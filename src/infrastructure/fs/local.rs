//! Local File System Implementation
//!
//! Implements the FileSystem port for local disk operations.

use std::fs;
use std::path::{Path, PathBuf};

use crate::domain::ports::file_system::{FileSystem, FsError, FsResult};

/// Local file system implementation
///
/// Symbolic links are never followed: a link is a leaf and removing it
/// removes the link only.
#[derive(Debug, Clone, Copy, Default)]
pub struct LocalFs;

impl LocalFs {
    /// Create a new LocalFs instance
    pub fn new() -> Self {
        Self
    }
}

/// Lazy pre-order walk over one root
struct ContentWalker<'a> {
    stack: Vec<PathBuf>,
    excluded: &'a [PathBuf],
}

impl ContentWalker<'_> {
    fn is_excluded(&self, path: &Path) -> bool {
        self.excluded.iter().any(|e| path.starts_with(e))
    }
}

impl Iterator for ContentWalker<'_> {
    type Item = PathBuf;

    fn next(&mut self) -> Option<PathBuf> {
        while let Some(path) = self.stack.pop() {
            let Ok(meta) = fs::symlink_metadata(&path) else {
                // gone since it was listed
                continue;
            };

            if meta.is_dir() {
                match fs::read_dir(&path) {
                    Ok(entries) => {
                        let mut children: Vec<PathBuf> = entries
                            .filter_map(|e| e.ok().map(|e| e.path()))
                            .filter(|p| !self.is_excluded(p))
                            .collect();
                        children.sort();
                        children.reverse();
                        self.stack.extend(children);
                    }
                    Err(e) => {
                        tracing::debug!(path = %path.display(), error = %e, "cannot list directory");
                    }
                }
            }
            return Some(path);
        }
        None
    }
}

impl FileSystem for LocalFs {
    fn content<'a>(
        &'a self,
        root: &Path,
        excluded: &'a [PathBuf],
    ) -> Box<dyn Iterator<Item = PathBuf> + 'a> {
        let mut walker = ContentWalker {
            stack: Vec::new(),
            excluded,
        };
        if !walker.is_excluded(root) {
            walker.stack.push(root.to_path_buf());
        }
        Box::new(walker)
    }

    fn exists(&self, path: &Path) -> bool {
        fs::symlink_metadata(path).is_ok()
    }

    fn is_leaf(&self, path: &Path) -> FsResult<bool> {
        let meta = fs::symlink_metadata(path).map_err(|e| FsError::from_io(e, path))?;
        if !meta.is_dir() {
            return Ok(true);
        }
        let mut entries = fs::read_dir(path).map_err(|e| FsError::from_io(e, path))?;
        Ok(entries.next().is_none())
    }

    fn remove(&self, path: &Path) -> FsResult<()> {
        let meta = fs::symlink_metadata(path).map_err(|e| FsError::from_io(e, path))?;
        let result = if meta.is_dir() {
            fs::remove_dir(path)
        } else {
            fs::remove_file(path)
        };
        result.map_err(|e| FsError::from_io(e, path))
    }

    fn remove_all(&self, path: &Path) -> FsResult<()> {
        let meta = fs::symlink_metadata(path).map_err(|e| FsError::from_io(e, path))?;
        let result = if meta.is_dir() {
            fs::remove_dir_all(path)
        } else {
            fs::remove_file(path)
        };
        result.map_err(|e| FsError::from_io(e, path))
    }
}
//! Domain Entities
//!
//! - `Module` - A registered build unit (identity by `ModuleId`)
//! - `ProjectDescriptor` - Build metadata carrying the parent edge
//! - `ProjectModel` - The live module set and descriptors
//! - `RemovalPlan` - What a prune run keeps and disposes

mod descriptor;
mod module;
mod plan;
mod project;

pub use descriptor::{DescriptorId, ProjectDescriptor};
pub use module::{Module, ModuleId};
pub use plan::RemovalPlan;
pub use project::ProjectModel;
----
Problem details
For the string "FsResult", give the number of lines in the data that contain it, and only that number.

Task answer
4